General characteristics
- Class & type: Cannon-class destroyer escort
- Displacement: 1,240 long tons (1,260 t) standard; 1,620 long tons (1,646 t) full;
- Length: 306 ft (93 m) o/a; 300 ft (91 m) w/l;
- Beam: 36 ft 10 in (11.23 m)
- Draft: 11 ft 8 in (3.56 m)
- Propulsion: 4 × GM Mod. 16-278A diesel engines with electric drive, 6,000 shp (4,474 kW), 2 screws
- Speed: 21 knots (39 km/h; 24 mph)
- Range: 10,800 nmi (20,000 km) at 12 kn (22 km/h; 14 mph)
- Complement: 15 officers and 201 enlisted
- Armament: 3 × single Mk.22 3"/50 caliber guns; 1 × twin 40 mm Mk.1 AA gun; 8 × 20 mm Mk.4 AA guns; 3 × 21 inch (533 mm) torpedo tubes; 1 × Hedgehog Mk.10 anti-submarine mortar (144 rounds); 8 × Mk.6 depth charge projectors; 2 × Mk.9 depth charge tracks;

= USS Carroll =

Cannon-class destroyer escort

USS Carroll (DE-171) was a in service with the United States Navy from 1943 to 1946. She was sold for scrap in 1966.

==History==
USS Carroll was launched on 21 June 1943 at the Federal Shipbuilding and Drydock Company, Newark, New Jersey, sponsored by Mrs. H. F. Carroll, Sr. (mother of LT Herbert F. Carroll, USN, ship's namesake); She was then towed to the Norfolk Navy Yard for completion and commissioned on 24 October 1943 and reported to the Atlantic Fleet.

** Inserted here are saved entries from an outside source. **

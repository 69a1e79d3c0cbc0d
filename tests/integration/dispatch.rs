//! End-to-end dispatch through the bounded queue.

use std::time::Duration;

use fleet_integration_tests::{TestFleet, task_ids};
use fleet_router::RouterError;
use fleet_types::events::{DropReason, TaskDropped};
use fleet_types::{RouterConfig, Task, UnhealthyPolicy};

fn config() -> RouterConfig {
    RouterConfig {
        replicas: 50,
        ..RouterConfig::default()
    }
}

#[tokio::test]
#[ntest::timeout(10000)]
async fn test_each_task_processed_by_its_owner() {
    let fleet = TestFleet::new(4, Duration::from_millis(1), config()).await;
    let ids = task_ids("route", 0..200);
    let owners = fleet.owners(&ids).await;

    // Queue capacity is 100: submit in two halves.
    assert_eq!(fleet.submit_all(&ids[..100]), 100);
    fleet.settle().await;
    assert_eq!(fleet.submit_all(&ids[100..]), 100);
    let stats = fleet.settle().await;

    assert_eq!(stats.dispatch.completed, 200);
    assert_eq!(fleet.processed_by(), owners);
    fleet.stop().await;
}

#[tokio::test]
#[ntest::timeout(10000)]
async fn test_full_queue_rejects_without_blocking() {
    let config = RouterConfig {
        queue_capacity: 5,
        max_in_flight_per_worker: 1,
        ..config()
    };
    let fleet = TestFleet::new(1, Duration::from_millis(50), config).await;

    // No await between submits, so the loop cannot drain the queue meanwhile.
    let burst = task_ids("burst", 0..20);
    let accepted = fleet.submit_all(&burst);
    assert_eq!(accepted, 5);

    let err = fleet
        .dispatcher
        .submit(Task::new("one-more", "x"))
        .unwrap_err();
    assert_eq!(err, RouterError::QueueFull { capacity: 5 });

    let stats = fleet.dispatcher.stats().await;
    assert_eq!(stats.dispatch.submitted, 5);
    assert_eq!(stats.dispatch.rejected, 16);

    // Once the loop has drained the queue, submissions are accepted again.
    fleet.drain_queue().await;
    let again = task_ids("again", 0..5);
    assert_eq!(fleet.submit_all(&again), 5);
    assert_eq!(fleet.dispatcher.queue_len(), 5);
    assert_eq!(
        fleet.dispatcher.submit(Task::new("over", "x")),
        Err(RouterError::QueueFull { capacity: 5 })
    );

    let stats = fleet.settle().await;
    assert_eq!(stats.dispatch.submitted, 10);
    assert_eq!(stats.dispatch.rejected, 17);
    assert_eq!(stats.dispatch.completed, 10);
    assert_eq!(stats.dispatch.dropped(), 0);

    let processed_by = fleet.processed_by();
    for id in burst[..5].iter().chain(&again) {
        assert_eq!(processed_by[id], "worker-1", "{id} was not processed");
    }
    fleet.stop().await;
}

#[tokio::test]
#[ntest::timeout(10000)]
async fn test_saturated_worker_does_not_delay_others() {
    let config = RouterConfig {
        max_in_flight_per_worker: 1,
        ..config()
    };
    let fleet = TestFleet::with_workers(
        &[
            ("slow", Duration::from_secs(30)),
            ("fast", Duration::from_millis(1)),
        ],
        config,
    )
    .await;

    let candidates = task_ids("mixed", 0..100);
    let owners = fleet.owners(&candidates).await;
    let owned = |worker: &str, n: usize| -> Vec<String> {
        candidates
            .iter()
            .filter(|id| owners[*id] == worker)
            .take(n)
            .cloned()
            .collect()
    };
    let slow_ids = owned("slow", 2);
    let fast_ids = owned("fast", 5);
    assert_eq!((slow_ids.len(), fast_ids.len()), (2, 5));

    // The slow worker is busy with its first task before the fast ones arrive.
    assert_eq!(fleet.submit_all(&slow_ids), 2);
    fleet.wait_for(|s| s.dispatch.dispatched == 1).await;
    assert_eq!(fleet.submit_all(&fast_ids), 5);

    let stats = fleet
        .wait_for(|s| s.worker("fast").is_some_and(|w| w.processed == 5))
        .await;
    assert_eq!(stats.worker("slow").unwrap().in_flight, 1);
    assert_eq!(stats.dispatch.dropped(), 0);
    assert_eq!(fleet.dispatcher.queue_len(), 0);

    let mut seen: Vec<String> = fleet
        .worker("fast")
        .seen()
        .iter()
        .map(|id| id.to_string())
        .collect();
    seen.sort();
    let mut expected = fast_ids;
    expected.sort();
    assert_eq!(seen, expected);
    fleet.stop().await;
}

#[tokio::test]
#[ntest::timeout(10000)]
async fn test_unhealthy_owner_receives_nothing() {
    let fleet = TestFleet::new(3, Duration::from_millis(1), config()).await;
    let ids = task_ids("health", 0..300);
    let owners = fleet.owners(&ids).await;
    let on_down = owners.values().filter(|w| *w == "worker-2").count() as u64;
    assert!(on_down > 0);

    fleet.worker("worker-2").set_healthy(false);
    let mut accepted = 0;
    for chunk in ids.chunks(100) {
        accepted += fleet.submit_all(chunk);
        fleet.settle().await;
    }
    assert_eq!(accepted, 300);

    let stats = fleet.settle().await;
    assert!(fleet.worker("worker-2").seen().is_empty());
    assert_eq!(stats.dispatch.dropped_unhealthy, on_down);
    assert_eq!(stats.dispatch.completed, 300 - on_down);
    fleet.stop().await;
}

#[tokio::test]
#[ntest::timeout(10000)]
async fn test_next_healthy_policy_keeps_every_task() {
    let config = RouterConfig {
        unhealthy_policy: UnhealthyPolicy::NextHealthy,
        ..config()
    };
    let fleet = TestFleet::new(3, Duration::from_millis(1), config).await;
    let ids = task_ids("reroute", 0..300);
    let owners = fleet.owners(&ids).await;

    fleet.worker("worker-2").set_healthy(false);
    for chunk in ids.chunks(100) {
        fleet.submit_all(chunk);
        fleet.settle().await;
    }

    let stats = fleet.settle().await;
    assert_eq!(stats.dispatch.completed, 300);
    assert_eq!(stats.dispatch.dropped(), 0);

    let processed_by = fleet.processed_by();
    for id in &ids {
        let by = &processed_by[id];
        assert_ne!(by, "worker-2");
        if owners[id] != "worker-2" {
            assert_eq!(by, &owners[id], "{id} left its healthy owner");
        }
    }
    fleet.stop().await;
}

#[tokio::test]
#[ntest::timeout(10000)]
async fn test_empty_fleet_drops_with_event() {
    let fleet = TestFleet::new(0, Duration::ZERO, config()).await;
    let mut dropped = fleet.dispatcher.events().subscribe::<TaskDropped>();

    assert_eq!(fleet.submit_all(&task_ids("orphan", 0..10)), 10);
    let stats = fleet.settle().await;
    assert_eq!(stats.dispatch.dropped_no_workers, 10);
    assert_eq!(stats.totals.worker_count, 0);

    let event = dropped.recv().await.unwrap();
    assert_eq!(event.task_id.as_str(), "orphan-0");
    assert_eq!(event.reason, DropReason::NoWorkersAvailable);
    fleet.stop().await;
}

#[tokio::test]
#[ntest::timeout(10000)]
async fn test_stop_abandons_queued_tasks() {
    let config = RouterConfig {
        max_in_flight_per_worker: 1,
        ..config()
    };
    let fleet = TestFleet::new(1, Duration::from_secs(30), config).await;

    assert_eq!(fleet.submit_all(&task_ids("pending", 0..5)), 5);
    fleet.wait_for(|s| s.dispatch.dispatched == 1).await;

    fleet.stop().await;
    let stats = fleet.dispatcher.stats().await;
    assert_eq!(stats.dispatch.abandoned, 4);
    assert_eq!(stats.dispatch.completed, 0);

    assert_eq!(
        fleet.dispatcher.submit(Task::new("late", "x")),
        Err(RouterError::Stopped)
    );
}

=== World War II North Atlantic operations ===

Carroll was assigned to convoy escort duty, with its heavy demands for vigilance, ability to steam in all weather, and optimum readiness for duty at all times. Between 1 January 1944 and 9 May 1945, she made eight voyages between Norfolk, Virginia, and Gibraltar, Casablanca, Bizerte, and Algeria, guarding the men and supplies destined to carry the war through southern Europe. Between convoys, Carroll received necessary attention at east coast shipyards, and sharpened her training with exercises in Casco Bay.

=== World War II Pacific Theatre operations ===

With the coming to the European theater of the victory in which she had played a significant part, Carroll was reassigned to the Pacific Fleet, to which she reported at Cristobal, Canal Zone, on 9 June 1945. She sailed to San Diego, California, and Pearl Harbor for exercises through 15 July, when she sailed for Eniwetok, Saipan, and Ulithi, arriving on 17 August.

Until 3 November 1945, Carroll patrolled the smaller islands of the Palau group searching for by-passed Japanese garrisons and prisoners of war. On 6 October, the surrender of Sonsorol, Fanna, Merir, and Tobi Islands was signed on her decks. She then furnished supplies, and supervised the evacuation of the islands by the Japanese.

=== Post-War decommissioning ===

She was homeward bound on 3 November, and arrived at Jacksonville, Florida, on 14 December. Here she was decommissioned and placed in reserve on 19 June 1946. She was struck from the Navy List on 1 August 1965, sold on 29 December 1966 and scrapped.